**INSTRUCTIONS FOR THE TASK**
In the listing that follows, count the lines holding the word "back" and report only that number.

↓

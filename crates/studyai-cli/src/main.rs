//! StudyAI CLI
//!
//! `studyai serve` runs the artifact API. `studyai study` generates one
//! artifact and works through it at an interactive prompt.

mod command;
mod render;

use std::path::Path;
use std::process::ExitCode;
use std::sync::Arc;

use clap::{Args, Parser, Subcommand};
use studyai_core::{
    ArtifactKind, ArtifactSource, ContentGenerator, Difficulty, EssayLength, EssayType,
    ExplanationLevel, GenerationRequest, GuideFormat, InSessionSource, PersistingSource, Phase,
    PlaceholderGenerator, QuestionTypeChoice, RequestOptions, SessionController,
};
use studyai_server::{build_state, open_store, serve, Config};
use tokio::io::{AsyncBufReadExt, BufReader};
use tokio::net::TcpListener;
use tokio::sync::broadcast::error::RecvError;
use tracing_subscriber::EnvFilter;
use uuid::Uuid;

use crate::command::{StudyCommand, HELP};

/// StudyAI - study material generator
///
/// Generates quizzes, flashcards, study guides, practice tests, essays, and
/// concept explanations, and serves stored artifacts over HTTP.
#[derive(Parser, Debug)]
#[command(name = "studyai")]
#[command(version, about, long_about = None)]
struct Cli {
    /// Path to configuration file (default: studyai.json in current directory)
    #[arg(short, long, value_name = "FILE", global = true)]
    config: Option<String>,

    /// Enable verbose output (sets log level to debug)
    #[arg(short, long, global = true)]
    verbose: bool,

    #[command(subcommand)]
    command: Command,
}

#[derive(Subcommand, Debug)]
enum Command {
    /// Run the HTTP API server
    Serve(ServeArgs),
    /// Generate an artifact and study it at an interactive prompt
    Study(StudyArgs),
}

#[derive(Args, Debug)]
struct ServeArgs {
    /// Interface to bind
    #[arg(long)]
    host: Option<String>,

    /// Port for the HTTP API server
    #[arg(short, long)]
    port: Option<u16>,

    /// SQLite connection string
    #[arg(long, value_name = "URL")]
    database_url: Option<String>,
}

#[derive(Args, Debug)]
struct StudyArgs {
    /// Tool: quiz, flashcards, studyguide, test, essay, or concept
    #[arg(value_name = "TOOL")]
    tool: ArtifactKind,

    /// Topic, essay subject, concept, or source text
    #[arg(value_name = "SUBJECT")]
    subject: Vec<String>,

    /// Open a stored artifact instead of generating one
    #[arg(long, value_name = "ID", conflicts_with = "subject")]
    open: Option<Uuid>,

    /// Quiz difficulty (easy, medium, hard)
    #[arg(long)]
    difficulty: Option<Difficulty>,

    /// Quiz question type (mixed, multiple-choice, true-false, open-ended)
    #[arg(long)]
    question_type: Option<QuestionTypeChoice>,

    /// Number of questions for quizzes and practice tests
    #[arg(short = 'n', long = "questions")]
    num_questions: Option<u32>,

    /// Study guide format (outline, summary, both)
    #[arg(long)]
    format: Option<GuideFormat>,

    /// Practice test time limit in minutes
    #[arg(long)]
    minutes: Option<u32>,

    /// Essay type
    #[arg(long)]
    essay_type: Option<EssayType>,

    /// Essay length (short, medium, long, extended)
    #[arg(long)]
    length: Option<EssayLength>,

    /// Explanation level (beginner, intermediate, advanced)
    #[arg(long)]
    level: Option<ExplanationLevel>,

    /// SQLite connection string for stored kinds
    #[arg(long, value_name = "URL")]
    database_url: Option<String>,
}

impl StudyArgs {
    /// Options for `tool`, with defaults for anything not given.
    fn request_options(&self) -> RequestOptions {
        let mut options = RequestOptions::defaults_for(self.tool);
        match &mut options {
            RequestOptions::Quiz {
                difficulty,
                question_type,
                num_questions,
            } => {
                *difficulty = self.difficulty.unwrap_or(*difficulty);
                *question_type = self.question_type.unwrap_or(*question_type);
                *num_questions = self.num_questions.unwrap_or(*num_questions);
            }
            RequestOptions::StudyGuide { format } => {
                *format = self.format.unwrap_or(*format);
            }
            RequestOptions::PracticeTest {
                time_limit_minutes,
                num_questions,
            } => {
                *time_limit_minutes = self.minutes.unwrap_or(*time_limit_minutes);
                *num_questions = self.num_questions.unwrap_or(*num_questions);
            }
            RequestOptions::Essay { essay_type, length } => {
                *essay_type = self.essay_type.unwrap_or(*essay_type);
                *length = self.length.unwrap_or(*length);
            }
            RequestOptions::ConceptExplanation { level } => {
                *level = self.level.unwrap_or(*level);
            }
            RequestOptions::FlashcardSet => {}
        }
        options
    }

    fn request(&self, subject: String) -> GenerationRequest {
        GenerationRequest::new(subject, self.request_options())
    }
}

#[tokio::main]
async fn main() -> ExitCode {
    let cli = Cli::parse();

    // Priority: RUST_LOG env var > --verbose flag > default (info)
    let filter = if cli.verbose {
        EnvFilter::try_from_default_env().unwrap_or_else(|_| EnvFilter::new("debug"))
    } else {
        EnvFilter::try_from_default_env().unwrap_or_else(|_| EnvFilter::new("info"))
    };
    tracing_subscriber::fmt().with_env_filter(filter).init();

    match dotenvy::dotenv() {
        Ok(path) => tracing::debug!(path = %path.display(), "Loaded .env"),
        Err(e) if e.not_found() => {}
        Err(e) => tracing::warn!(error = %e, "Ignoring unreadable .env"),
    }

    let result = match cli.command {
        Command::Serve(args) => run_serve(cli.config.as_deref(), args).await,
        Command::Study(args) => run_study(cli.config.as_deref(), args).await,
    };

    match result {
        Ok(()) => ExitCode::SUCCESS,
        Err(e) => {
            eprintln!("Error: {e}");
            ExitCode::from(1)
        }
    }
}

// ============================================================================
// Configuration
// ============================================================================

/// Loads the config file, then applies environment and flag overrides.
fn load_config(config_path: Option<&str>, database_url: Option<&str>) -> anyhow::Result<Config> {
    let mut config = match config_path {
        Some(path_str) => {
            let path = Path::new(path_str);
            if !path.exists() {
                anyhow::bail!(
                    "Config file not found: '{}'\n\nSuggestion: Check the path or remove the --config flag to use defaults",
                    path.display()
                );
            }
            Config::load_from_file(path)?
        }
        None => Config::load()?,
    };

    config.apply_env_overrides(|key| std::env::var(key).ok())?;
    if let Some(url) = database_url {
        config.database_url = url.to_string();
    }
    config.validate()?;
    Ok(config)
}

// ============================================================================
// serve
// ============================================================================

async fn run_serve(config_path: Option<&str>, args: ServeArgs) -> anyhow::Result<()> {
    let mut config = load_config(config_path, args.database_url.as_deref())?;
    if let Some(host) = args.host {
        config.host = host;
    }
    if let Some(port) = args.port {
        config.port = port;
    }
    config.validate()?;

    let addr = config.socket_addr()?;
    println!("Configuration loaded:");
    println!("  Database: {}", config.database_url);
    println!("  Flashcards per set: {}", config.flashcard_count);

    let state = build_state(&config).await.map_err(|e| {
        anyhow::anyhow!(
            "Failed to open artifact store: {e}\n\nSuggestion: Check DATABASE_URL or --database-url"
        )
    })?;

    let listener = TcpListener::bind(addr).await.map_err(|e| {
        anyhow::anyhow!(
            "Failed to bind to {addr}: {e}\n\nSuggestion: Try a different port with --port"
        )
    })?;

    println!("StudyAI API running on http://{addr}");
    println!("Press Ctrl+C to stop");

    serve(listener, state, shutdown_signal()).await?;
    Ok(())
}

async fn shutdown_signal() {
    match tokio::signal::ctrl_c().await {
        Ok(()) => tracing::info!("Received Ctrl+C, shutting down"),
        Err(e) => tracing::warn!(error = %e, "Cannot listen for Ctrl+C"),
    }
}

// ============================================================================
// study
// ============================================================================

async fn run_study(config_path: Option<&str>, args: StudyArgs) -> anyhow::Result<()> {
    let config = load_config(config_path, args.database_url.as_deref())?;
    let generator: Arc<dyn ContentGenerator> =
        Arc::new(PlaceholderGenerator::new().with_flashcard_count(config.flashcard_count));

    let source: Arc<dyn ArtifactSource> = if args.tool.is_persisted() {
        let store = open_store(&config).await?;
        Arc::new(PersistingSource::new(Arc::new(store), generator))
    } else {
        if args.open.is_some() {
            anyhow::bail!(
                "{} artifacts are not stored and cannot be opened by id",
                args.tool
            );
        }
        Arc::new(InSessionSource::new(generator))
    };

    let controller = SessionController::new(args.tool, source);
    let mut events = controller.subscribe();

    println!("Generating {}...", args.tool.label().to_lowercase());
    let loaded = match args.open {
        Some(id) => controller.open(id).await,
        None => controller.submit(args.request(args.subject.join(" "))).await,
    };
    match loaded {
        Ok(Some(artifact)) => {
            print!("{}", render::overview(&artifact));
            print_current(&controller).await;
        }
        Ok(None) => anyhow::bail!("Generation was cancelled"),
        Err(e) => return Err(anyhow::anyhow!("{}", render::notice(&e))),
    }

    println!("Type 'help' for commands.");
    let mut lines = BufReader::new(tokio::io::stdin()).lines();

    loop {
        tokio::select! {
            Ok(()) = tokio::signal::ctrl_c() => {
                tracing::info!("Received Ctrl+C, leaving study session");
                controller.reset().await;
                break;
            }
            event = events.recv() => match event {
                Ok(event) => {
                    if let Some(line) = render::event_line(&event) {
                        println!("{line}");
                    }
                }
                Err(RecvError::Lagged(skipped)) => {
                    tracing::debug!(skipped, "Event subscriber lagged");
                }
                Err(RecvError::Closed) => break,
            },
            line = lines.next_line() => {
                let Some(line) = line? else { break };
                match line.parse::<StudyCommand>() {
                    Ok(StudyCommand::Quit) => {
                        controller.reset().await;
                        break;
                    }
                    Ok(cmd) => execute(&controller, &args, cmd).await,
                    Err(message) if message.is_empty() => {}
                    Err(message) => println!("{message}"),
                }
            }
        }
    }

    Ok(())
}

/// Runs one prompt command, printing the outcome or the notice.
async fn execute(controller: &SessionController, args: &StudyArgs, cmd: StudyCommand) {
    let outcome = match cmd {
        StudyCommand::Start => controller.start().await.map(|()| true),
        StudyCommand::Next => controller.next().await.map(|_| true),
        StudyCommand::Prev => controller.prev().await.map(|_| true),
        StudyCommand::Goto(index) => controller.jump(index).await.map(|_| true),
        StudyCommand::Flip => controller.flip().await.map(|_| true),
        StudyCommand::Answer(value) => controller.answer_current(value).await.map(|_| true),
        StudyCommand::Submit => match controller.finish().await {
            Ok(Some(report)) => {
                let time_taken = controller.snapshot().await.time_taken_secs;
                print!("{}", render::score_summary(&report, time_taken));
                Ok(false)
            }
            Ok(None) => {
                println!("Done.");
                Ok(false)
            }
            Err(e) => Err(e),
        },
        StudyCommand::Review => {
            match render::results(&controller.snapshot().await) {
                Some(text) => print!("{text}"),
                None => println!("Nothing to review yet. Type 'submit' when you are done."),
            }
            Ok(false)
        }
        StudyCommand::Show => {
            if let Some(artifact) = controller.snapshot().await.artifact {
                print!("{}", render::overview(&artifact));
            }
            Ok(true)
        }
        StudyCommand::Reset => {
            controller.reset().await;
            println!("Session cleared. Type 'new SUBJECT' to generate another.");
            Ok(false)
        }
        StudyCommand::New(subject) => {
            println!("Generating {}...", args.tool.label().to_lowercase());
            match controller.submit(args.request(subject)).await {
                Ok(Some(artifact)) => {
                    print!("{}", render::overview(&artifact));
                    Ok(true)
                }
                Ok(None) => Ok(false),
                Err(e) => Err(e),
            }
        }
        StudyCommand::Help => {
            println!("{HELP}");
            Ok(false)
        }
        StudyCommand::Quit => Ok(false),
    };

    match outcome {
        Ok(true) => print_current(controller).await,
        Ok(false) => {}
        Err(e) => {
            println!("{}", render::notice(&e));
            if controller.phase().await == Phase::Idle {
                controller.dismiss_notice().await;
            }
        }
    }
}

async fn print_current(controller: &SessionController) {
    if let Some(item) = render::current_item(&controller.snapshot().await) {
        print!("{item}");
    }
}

↑
↓

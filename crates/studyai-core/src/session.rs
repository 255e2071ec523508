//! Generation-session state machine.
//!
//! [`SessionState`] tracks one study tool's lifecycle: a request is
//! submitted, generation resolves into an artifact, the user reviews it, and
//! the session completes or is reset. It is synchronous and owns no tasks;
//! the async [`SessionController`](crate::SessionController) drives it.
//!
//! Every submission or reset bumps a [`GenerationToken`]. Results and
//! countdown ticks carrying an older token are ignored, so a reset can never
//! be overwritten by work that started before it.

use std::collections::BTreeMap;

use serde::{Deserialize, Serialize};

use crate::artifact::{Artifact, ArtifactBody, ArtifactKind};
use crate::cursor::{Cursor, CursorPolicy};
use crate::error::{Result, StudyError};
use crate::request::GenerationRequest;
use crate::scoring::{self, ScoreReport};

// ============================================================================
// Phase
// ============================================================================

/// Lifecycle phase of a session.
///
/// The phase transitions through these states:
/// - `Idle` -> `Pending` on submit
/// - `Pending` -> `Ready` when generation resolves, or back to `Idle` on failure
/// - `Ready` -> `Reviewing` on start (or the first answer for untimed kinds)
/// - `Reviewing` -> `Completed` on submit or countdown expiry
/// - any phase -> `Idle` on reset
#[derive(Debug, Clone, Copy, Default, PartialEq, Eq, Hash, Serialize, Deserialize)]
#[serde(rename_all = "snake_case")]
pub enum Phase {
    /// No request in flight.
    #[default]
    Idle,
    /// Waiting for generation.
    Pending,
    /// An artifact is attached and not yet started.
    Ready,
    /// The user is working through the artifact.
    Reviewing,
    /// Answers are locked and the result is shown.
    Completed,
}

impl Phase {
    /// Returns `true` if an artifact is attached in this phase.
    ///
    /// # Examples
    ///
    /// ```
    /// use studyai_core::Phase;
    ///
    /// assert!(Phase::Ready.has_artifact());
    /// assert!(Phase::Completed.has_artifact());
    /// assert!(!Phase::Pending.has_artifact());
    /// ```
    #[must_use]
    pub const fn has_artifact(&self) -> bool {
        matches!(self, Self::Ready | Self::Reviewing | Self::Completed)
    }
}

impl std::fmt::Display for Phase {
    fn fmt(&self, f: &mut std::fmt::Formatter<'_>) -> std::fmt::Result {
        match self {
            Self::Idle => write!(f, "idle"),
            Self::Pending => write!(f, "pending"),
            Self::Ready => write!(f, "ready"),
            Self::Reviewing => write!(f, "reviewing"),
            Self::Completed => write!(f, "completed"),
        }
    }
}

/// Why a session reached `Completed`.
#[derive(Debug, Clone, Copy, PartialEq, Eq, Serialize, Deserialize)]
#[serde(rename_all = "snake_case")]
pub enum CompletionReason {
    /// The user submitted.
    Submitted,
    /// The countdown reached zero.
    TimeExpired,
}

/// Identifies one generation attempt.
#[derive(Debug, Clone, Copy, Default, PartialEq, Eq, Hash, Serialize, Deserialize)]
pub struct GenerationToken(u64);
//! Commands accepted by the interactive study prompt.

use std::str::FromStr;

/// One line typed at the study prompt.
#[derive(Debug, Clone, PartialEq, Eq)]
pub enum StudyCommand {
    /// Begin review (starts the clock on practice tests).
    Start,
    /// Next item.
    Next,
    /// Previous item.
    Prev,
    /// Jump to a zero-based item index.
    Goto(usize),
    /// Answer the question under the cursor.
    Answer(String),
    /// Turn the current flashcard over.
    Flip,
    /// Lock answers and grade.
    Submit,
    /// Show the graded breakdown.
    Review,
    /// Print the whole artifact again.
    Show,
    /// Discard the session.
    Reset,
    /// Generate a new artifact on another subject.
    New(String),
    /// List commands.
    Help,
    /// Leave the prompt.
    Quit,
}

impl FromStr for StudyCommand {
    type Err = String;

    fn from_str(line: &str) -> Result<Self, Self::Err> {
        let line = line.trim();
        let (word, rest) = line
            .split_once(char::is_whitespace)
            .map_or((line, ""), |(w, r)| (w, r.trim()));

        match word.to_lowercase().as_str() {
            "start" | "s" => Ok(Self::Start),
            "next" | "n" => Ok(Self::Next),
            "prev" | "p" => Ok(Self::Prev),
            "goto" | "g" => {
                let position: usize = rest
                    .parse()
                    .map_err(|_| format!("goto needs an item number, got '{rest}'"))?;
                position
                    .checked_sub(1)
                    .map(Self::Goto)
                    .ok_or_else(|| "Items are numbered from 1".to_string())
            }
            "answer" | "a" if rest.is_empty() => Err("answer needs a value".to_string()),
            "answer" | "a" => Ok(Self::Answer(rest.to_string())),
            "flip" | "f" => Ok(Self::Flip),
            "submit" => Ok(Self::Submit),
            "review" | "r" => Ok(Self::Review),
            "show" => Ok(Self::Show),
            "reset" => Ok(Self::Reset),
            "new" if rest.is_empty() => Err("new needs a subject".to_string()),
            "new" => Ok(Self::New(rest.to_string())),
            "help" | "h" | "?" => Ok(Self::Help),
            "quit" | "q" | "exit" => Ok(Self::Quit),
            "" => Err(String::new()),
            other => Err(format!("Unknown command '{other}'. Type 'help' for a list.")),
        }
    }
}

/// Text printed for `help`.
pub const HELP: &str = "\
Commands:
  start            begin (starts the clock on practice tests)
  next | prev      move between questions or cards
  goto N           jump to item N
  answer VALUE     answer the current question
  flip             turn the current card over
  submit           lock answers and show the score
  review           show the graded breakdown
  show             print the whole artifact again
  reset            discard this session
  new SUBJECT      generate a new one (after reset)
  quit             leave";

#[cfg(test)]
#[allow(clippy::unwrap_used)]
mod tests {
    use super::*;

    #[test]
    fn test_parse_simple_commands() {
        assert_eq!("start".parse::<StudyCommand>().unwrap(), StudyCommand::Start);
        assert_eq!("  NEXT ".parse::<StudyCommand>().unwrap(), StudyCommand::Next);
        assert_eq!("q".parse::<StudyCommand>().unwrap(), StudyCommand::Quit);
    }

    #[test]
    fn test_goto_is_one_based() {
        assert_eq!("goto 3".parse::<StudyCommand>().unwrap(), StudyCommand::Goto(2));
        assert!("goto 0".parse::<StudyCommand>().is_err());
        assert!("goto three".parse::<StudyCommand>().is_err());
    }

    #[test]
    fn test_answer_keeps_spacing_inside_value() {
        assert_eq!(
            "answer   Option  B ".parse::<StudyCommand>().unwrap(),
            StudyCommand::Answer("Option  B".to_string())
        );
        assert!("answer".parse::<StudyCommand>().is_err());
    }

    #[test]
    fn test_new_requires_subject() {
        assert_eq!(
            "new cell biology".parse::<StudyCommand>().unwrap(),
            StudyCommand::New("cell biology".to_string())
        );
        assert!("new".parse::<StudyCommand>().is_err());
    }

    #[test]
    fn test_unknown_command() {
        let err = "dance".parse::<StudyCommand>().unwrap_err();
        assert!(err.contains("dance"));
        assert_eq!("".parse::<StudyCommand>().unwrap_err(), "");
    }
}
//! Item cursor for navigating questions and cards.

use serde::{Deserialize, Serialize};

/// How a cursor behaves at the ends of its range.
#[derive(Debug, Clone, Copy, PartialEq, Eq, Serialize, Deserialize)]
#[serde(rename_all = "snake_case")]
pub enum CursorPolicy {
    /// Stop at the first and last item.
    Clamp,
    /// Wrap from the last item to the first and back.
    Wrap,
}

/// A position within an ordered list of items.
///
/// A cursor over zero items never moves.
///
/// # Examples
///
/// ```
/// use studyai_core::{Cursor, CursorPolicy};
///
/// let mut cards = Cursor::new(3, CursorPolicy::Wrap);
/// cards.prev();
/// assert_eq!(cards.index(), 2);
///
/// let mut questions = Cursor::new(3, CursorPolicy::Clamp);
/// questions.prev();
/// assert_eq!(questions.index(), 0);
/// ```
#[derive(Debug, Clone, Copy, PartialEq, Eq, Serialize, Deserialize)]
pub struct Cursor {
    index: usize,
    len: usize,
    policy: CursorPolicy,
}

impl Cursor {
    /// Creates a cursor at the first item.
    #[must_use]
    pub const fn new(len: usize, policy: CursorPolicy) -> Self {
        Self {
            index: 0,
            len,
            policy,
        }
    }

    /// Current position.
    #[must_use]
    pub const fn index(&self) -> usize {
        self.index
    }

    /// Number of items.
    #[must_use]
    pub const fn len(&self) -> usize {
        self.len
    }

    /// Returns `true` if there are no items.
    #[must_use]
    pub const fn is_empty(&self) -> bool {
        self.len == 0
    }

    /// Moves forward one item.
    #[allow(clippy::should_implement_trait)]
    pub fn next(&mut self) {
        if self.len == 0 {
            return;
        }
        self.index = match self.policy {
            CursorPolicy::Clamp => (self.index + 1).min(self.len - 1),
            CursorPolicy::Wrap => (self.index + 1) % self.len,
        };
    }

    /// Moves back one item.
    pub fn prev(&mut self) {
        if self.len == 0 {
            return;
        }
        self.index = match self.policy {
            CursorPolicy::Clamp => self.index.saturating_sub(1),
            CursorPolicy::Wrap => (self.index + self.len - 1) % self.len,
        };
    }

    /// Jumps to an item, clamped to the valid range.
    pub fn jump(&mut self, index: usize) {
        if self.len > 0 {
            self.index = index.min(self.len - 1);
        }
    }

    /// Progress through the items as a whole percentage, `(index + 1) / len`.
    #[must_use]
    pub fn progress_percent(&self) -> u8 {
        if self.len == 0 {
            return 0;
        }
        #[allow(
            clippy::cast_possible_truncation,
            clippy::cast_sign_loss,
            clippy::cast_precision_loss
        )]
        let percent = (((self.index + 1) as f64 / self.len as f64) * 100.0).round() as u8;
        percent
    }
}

↑

**SOLVED EXERCISE**
3